The Backbend over Roll is the most important stretch for a healthy upper spine and freer breathing pattern. In addition, the structural opening resulting from this exercise prepares the foundation of the thoracic cage for more balanced placement of the shoulder girdle, neck and head, which “sit on top” of the upper ribs.  

 In normal randomized posture, the sternum drops, the rib cage rotates forward and compresses in the front.  This drags the front of the neck forward and down, with resulting compression of the back of the neck, and forward jutting of the chin.  Unraveling this distortion necessitates stabilizing the foundation of the upper structures (the rib cage), as well as lengthening the head upwards and gently back.  Attempted aligning of the head without an opened upper torso will be restricted to the degree that the upper torso is typically randomized because the base of the neck is dragged forward and down.  

Postural methods that focus only on increased awareness of head positioning, without other structural change that opens the upper torso, will have limited success.  The upper torso is very blocked in many people.  Even long practice of more appropriate head positioning (to the degree it is possible, given the upper thoracic limitations), will not result in adequate change in these structures.  The randomized patterns of the upper thorax and neck are well-cemented in most persons, and require more than awareness and intention of re-positioning, to be opened. 

The Backbend over Roll stretch can safely open this region.  Many persons experience significant improvement in upper body alignment within several weeks of practice of Backbend over Roll and Door or Bar Hanging.  As with all of these structural exercises, proper practice means that there must be no discomfort experienced during or after practice.  The body may feel stretched beyond its normal limits, and even mildly sore temporarily. However, this is unlike the pain associated with compromising the structure.  If during practice, there is even a slightly aversive quality to any of the exercises because of pain, THE EXERCISE IS BEING PRACTICED IMPROPERLY, in one or more ways.  STOP practice immediately, and investigate what needs to be changed to end the aversive discomfort.  This aversion may also arise when any of the exercises are being practiced for too long at a time, before the body is ready.     

Position for Roll
-Roll up a blanket or towel tightly, and place it on the floor.  Do not bring the arms above the head yet. 
-Lie over the blanket so that it is just below the top of the shoulders (first position). 
-Lengthen the spine by tucking the pelvis away from the head, to straighten the lower spine.  It is helpful to use the hands to tuck the flesh and clothing in the direction of the feet to produce the greatest extension of the lower back.    
-Tuck the chin gently to lengthen the back of the neck. It is helpful to use the hands to slightly lift the head and extend the back of the neck.  
-If there is any discomfort in the back, use a lower roll. 

Neck Support

If there is any discomfort in the neck after tucking the chin and elongating the back of the neck, it is essential to raise the head off the floor by placing it on another prop. This extra neck support should be lower than the one under your back, but high enough to eliminate any neck strain, and allow you to feel that the back of the neck is lengthening.  

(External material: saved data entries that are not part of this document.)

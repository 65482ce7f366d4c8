use crate::config::EvalConfig;
use crate::error::{Result, SrganError};
use crate::image_io;
use clap::ArgMatches;
use tracing::info;

pub fn resolve(app_m: &ArgMatches, config: &EvalConfig) -> Result<()> {
	let input_path = app_m
		.value_of("INPUT_FILE")
		.ok_or_else(|| SrganError::InvalidParameter("No input file given".to_string()))?;
	let output_path = app_m
		.value_of("OUTPUT_FILE")
		.ok_or_else(|| SrganError::InvalidParameter("No output file given".to_string()))?;

	// output format is checked before any work is done
	image_io::writable_format(output_path)?;
	let config = super::config_with_factor(app_m, config)?;
	let model = config.baseline_model()?;

	info!("Resolving {} with {}", input_path, model.inner());
	let lr = image_io::load_rgb(input_path)?;
	let sr = crate::resolve::resolve_single(&model, lr.view())?;
	image_io::save_rgb(sr.view(), output_path)?;

	info!(shape = ?sr.shape(), "Output saved to: {}", output_path);
	Ok(())
}
extern crate srgan_common;

use srgan_common::config_file::EvalConfigFile;
use srgan_common::error::{Result, SrganError};
use srgan_common::{cli, commands, logging};
use std::path::{Path, PathBuf};
use tracing::error;

fn main() {
	let app_m = cli::build_cli();

	let config_file = match load_config_file(app_m.value_of("CONFIG")) {
		Ok(config_file) => config_file,
		Err(err) => {
			eprintln!("Error: {}", err);
			std::process::exit(1);
		},
	};

	let _log_guard = match config_file.to_log_config().map(logging::init_logging) {
		Ok(Ok(guard)) => guard,
		Ok(Err(err)) => {
			eprintln!("Error: failed to initialise logging: {}", err);
			std::process::exit(1);
		},
		Err(err) => {
			eprintln!("Error: {}", err);
			std::process::exit(1);
		},
	};

	if let Err(err) = commands::run(&app_m, &config_file) {
		error!("Error: {}", err);
		std::process::exit(1);
	}
}

fn load_config_file(path: Option<&str>) -> Result<EvalConfigFile> {
	match path {
		Some(path) if !Path::new(path).is_file() => Err(SrganError::FileNotFound(PathBuf::from(path))),
		Some(path) => EvalConfigFile::from_file(path),
		None => Ok(EvalConfigFile::default()),
	}
}
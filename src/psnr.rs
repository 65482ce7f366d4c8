use ndarray::{Array1, ArrayViewD, Axis};

use crate::constants::psnr as psnr_constants;
use crate::error::{Result, SrganError};

/// Takes two equally shaped tensors of shape [H, W, C] or [N, H, W, C] holding 0-255 values and
/// returns the PSNR of each image in the batch, using a peak value of 255.
///
/// Identical images have zero error and yield `f64::INFINITY`.
pub fn psnr<A, B>(x1: ArrayViewD<A>, x2: ArrayViewD<B>) -> Result<Array1<f64>>
where
	A: Copy + Into<f64>,
	B: Copy + Into<f64>,
{
	Ok(mse(x1, x2)?.mapv(psnr_from_mse))
}

/// As [`psnr`], but compares BT.601 luma instead of the RGB channels. Requires 3 channels.
pub fn psnr_luma<A, B>(x1: ArrayViewD<A>, x2: ArrayViewD<B>) -> Result<Array1<f64>>
where
	A: Copy + Into<f64>,
	B: Copy + Into<f64>,
{
	let (x1, x2) = as_batches(x1, x2)?;
	let channels = x1.shape()[3];
	if channels != psnr_constants::LUMA_WEIGHTS.len() {
		return Err(SrganError::ShapeMismatch(format!(
			"luma PSNR needs 3 channels, got {}",
			channels
		)));
	}

	let errors = x1
		.outer_iter()
		.zip(x2.outer_iter())
		.map(|(a, b)| {
			let mut err = 0.0;
			let mut count = 0usize;
			for (pa, pb) in a.lanes(Axis(2)).into_iter().zip(b.lanes(Axis(2))) {
				let diff = luma(pa.iter().copied()) - luma(pb.iter().copied());
				err += diff * diff;
				count += 1;
			}
			err / count as f64
		})
		.collect::<Array1<f64>>();

	Ok(errors.mapv(psnr_from_mse))
}

/// Mean squared error of each image in the batch, over every pixel and channel.
pub fn mse<A, B>(x1: ArrayViewD<A>, x2: ArrayViewD<B>) -> Result<Array1<f64>>
where
	A: Copy + Into<f64>,
	B: Copy + Into<f64>,
{
	let (x1, x2) = as_batches(x1, x2)?;

	Ok(x1
		.outer_iter()
		.zip(x2.outer_iter())
		.map(|(a, b)| {
			let sum: f64 = a
				.iter()
				.zip(b.iter())
				.map(|(&p, &q)| {
					let diff = p.into() - q.into();
					diff * diff
				})
				.sum();
			sum / a.len() as f64
		})
		.collect())
}

fn psnr_from_mse(mse: f64) -> f64 {
	if mse == 0.0 {
		return f64::INFINITY;
	}
	psnr_constants::LOG10_MULTIPLIER * (psnr_constants::MAX_VALUE * psnr_constants::MAX_VALUE / mse).log10()
}

fn luma<A: Into<f64>>(pixel: impl Iterator<Item = A>) -> f64 {
	pixel
		.zip(psnr_constants::LUMA_WEIGHTS.iter())
		.map(|(v, w)| v.into() * w)
		.sum()
}

/// Checks the shapes agree and lifts single images to a batch of one.
fn as_batches<'a, 'b, A, B>(
	x1: ArrayViewD<'a, A>,
	x2: ArrayViewD<'b, B>,
) -> Result<(ArrayViewD<'a, A>, ArrayViewD<'b, B>)> {
	if x1.shape() != x2.shape() {
		return Err(SrganError::ShapeMismatch(format!(
			"PSNR needs equally shaped images, got {:?} and {:?}",
			x1.shape(),
			x2.shape()
		)));
	}

	let (x1, x2) = match x1.ndim() {
		3 => (x1.insert_axis(Axis(0)), x2.insert_axis(Axis(0))),
		4 => (x1, x2),
		n => {
			return Err(SrganError::ShapeMismatch(format!(
				"PSNR expects [H, W, C] or [N, H, W, C] images, got {} dimensions",
				n
			)))
		}
	};

	if x1.shape()[1..].iter().any(|&d| d == 0) {
		return Err(SrganError::ShapeMismatch("PSNR of an empty image is undefined".to_string()));
	}
	Ok((x1, x2))
}
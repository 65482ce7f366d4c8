use crate::constants::network;
use crate::error::{Result, SrganError};
use crate::model::{NearestNeighbour, Normalized};
use crate::normalize::Normalization;

#[derive(Debug, Clone, PartialEq)]
pub struct EvalConfig {
	pub scale: usize,
	pub normalization: Normalization,
	pub max_images: Option<usize>,
}

impl Default for EvalConfig {
	fn default() -> Self {
		Self {
			scale: network::DEFAULT_FACTOR,
			normalization: Normalization::None,
			max_images: None,
		}
	}
}

impl EvalConfig {
	pub fn builder() -> EvalConfigBuilder {
		EvalConfigBuilder::default()
	}

	pub fn validate(&self) -> Result<()> {
		if self.scale == 0 || self.scale > network::MAX_FACTOR {
			return Err(SrganError::InvalidParameter(format!(
				"Scale {} is out of range. Must be between 1 and {}",
				self.scale,
				network::MAX_FACTOR
			)));
		}
		if self.max_images == Some(0) {
			return Err(SrganError::InvalidParameter("Max images must be greater than 0".into()));
		}
		Ok(())
	}

	/// The nearest-neighbour baseline at this scale, run inside the configured normalization.
	pub fn baseline_model(&self) -> Result<Normalized<NearestNeighbour>> {
		self.validate()?;
		Ok(Normalized::symmetric(NearestNeighbour::new(self.scale)?, self.normalization))
	}
}

#[derive(Default)]
pub struct EvalConfigBuilder {
	scale: Option<usize>,
	normalization: Option<Normalization>,
	max_images: Option<usize>,
}

impl EvalConfigBuilder {
	pub fn scale(mut self, scale: usize) -> Self {
		self.scale = Some(scale);
		self
	}

	pub fn normalization(mut self, normalization: Normalization) -> Self {
		self.normalization = Some(normalization);
		self
	}

	pub fn max_images(mut self, max_images: usize) -> Self {
		self.max_images = Some(max_images);
		self
	}

	pub fn build(self) -> EvalConfig {
		EvalConfig {
			scale: self.scale.unwrap_or(network::DEFAULT_FACTOR),
			normalization: self.normalization.unwrap_or_default(),
			max_images: self.max_images,
		}
	}
}
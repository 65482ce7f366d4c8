pub mod evaluate;
pub mod generate_config;
pub mod psnr;
pub mod resolve;

pub use self::evaluate::evaluate;
pub use self::generate_config::generate_config;
pub use self::psnr::psnr;
pub use self::resolve::resolve;

use crate::config::EvalConfig;
use crate::config_file::EvalConfigFile;
use crate::error::{Result, SrganError};
use clap::ArgMatches;

/// Runs the parsed subcommand. Only `resolve` and `evaluate` read the model settings.
pub fn run(app_m: &ArgMatches, config_file: &EvalConfigFile) -> Result<()> {
	match app_m.subcommand() {
		("psnr", Some(sub_m)) => psnr(sub_m),
		("resolve", Some(sub_m)) => resolve(sub_m, &config_file.to_eval_config()?),
		("evaluate", Some(sub_m)) => evaluate(sub_m, &config_file.to_eval_config()?),
		("generate-config", Some(sub_m)) => generate_config(sub_m),
		(name, _) => Err(SrganError::InvalidParameter(format!("Unknown subcommand: {:?}", name))),
	}
}

/// The config with the `--factor` override applied.
fn config_with_factor(app_m: &ArgMatches, config: &EvalConfig) -> Result<EvalConfig> {
	let mut config = config.clone();
	if let Some(factor) = app_m.value_of("FACTOR") {
		config.scale = factor
			.parse()
			.map_err(|_| SrganError::Parse(format!("FACTOR must be a positive integer, got {}", factor)))?;
	}
	config.validate()?;
	Ok(config)
}
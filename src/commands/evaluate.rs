use crate::config::EvalConfig;
use crate::error::{Result, SrganError};
use crate::image_io;
use clap::ArgMatches;
use ndarray::{ArrayD, Axis};
use tracing::info;

pub fn evaluate(app_m: &ArgMatches, config: &EvalConfig) -> Result<()> {
	let lr_paths: Vec<&str> = app_m.values_of("LR").map(|v| v.collect()).unwrap_or_default();
	let hr_paths: Vec<&str> = app_m.values_of("HR").map(|v| v.collect()).unwrap_or_default();
	if lr_paths.len() != hr_paths.len() {
		return Err(SrganError::InvalidParameter(format!(
			"Got {} low-res images but {} high-res images",
			lr_paths.len(),
			hr_paths.len()
		)));
	}

	let config = super::config_with_factor(app_m, config)?;
	let model = config.baseline_model()?;
	let limit = config.max_images.unwrap_or(lr_paths.len());

	let pairs = lr_paths
		.iter()
		.zip(hr_paths.iter())
		.take(limit)
		.map(|(lr, hr)| load_pair(lr, hr))
		.collect::<Result<Vec<_>>>()?;

	info!("Evaluating {} on {} pairs", model.inner(), pairs.len());
	let evaluation = crate::resolve::evaluate_detailed(&model, pairs)?;

	for ((lr, _), value) in lr_paths.iter().zip(hr_paths.iter()).zip(evaluation.psnr_values().iter()) {
		println!("{}\t{:.4}", lr, value);
	}
	println!(
		"Mean PSNR: {:.4}\tMin: {:.4}\tMax: {:.4}",
		evaluation.mean(),
		evaluation.min(),
		evaluation.max()
	);

	Ok(())
}

/// Loads one pair as batches of one.
fn load_pair(lr_path: &str, hr_path: &str) -> Result<(ArrayD<f32>, ArrayD<f32>)> {
	let lr = image_io::load_rgb(lr_path)?;
	let hr = image_io::load_rgb(hr_path)?;
	Ok((lr.insert_axis(Axis(0)), hr.insert_axis(Axis(0))))
}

Even if there is no discomfort, a head pillow must be used if necessary, to bring the face parallel to the floor during practice.  For persons with more forward curvature of the upper back, laying flat on the back (even without a roll under the spine) will bring the chin end of the face higher off the floor than the forehead end.  This always implies significant compression of the back of the neck, and is never appropriate.  This may change with practice, but in the meantime, must not be ignored.  

As you practice over time and gradually increase the height of the roll, it may be necessary to use a head support, even though one was not needed with a lower roll, earlier in your practice. This is particularly true in the first position, when the blanket is just below the top of the shoulders.  Even very limber persons may require a head support while practicing the first position. 

Arm Position

Slowly bring the arms back, to rest on the floor above the head, with the elbows well- bent. Only do this if there is no discomfort or strain. If bringing the arms all the way to the floor causes any discomfort, keep them at your sides, or bring them back only as far as produces maximum stretch, without any strain. 

If the arms can only be brought back part of the way to the floor, the arms can either be held there, or placed on a cushion, piece of furniture, or other prop. As the shoulder joints and chest muscles become more limber, the arms can be brought lower.  

As the arms are brought back, be sure to continue keeping the shoulder blades dropped and widened, as developed in Shoulder Widening. 

Spinal Elongation Breathing 

While relaxing (yes, relaxing!) in the Backbend over Roll position, practice Spinal Elongation Breathing.  Breathe slowly and deeply, directing the breath to fill the chest, rather than expand the abdomen. This greatly increases the stretch of the spine and chest. If necessary, hold the abdomen in while inhaling, so that chest expansion can occur. It may initially feel difficult to breathe up into the chest while practicing the Backbend over Roll, but repeated practice will be rewarded by significant structural opening in the chest and upper back. 

Several Positions for the Roll

In order to limber the whole upper spine and shoulder joints, practice the Backbend over Roll in each of the following three positions. Do not practice with the roll in the lower back. 

First position: The roll is just under the tops of the shoulders. 

Second position: The roll is under the middle of the chest. 

Third position: The roll is under the bottom of the sternum. 


Duration of Practice

When the propping of the body is correct, practice of the Backbend over Roll feels like a deep, pleasurable back massage, and is tension relieving.  In the beginning, practice of each of the three positions might be for 30 seconds to 1 minute, in each position.  As time is increased gradually according to comfort, each position may be practiced for 5 minutes or longer.  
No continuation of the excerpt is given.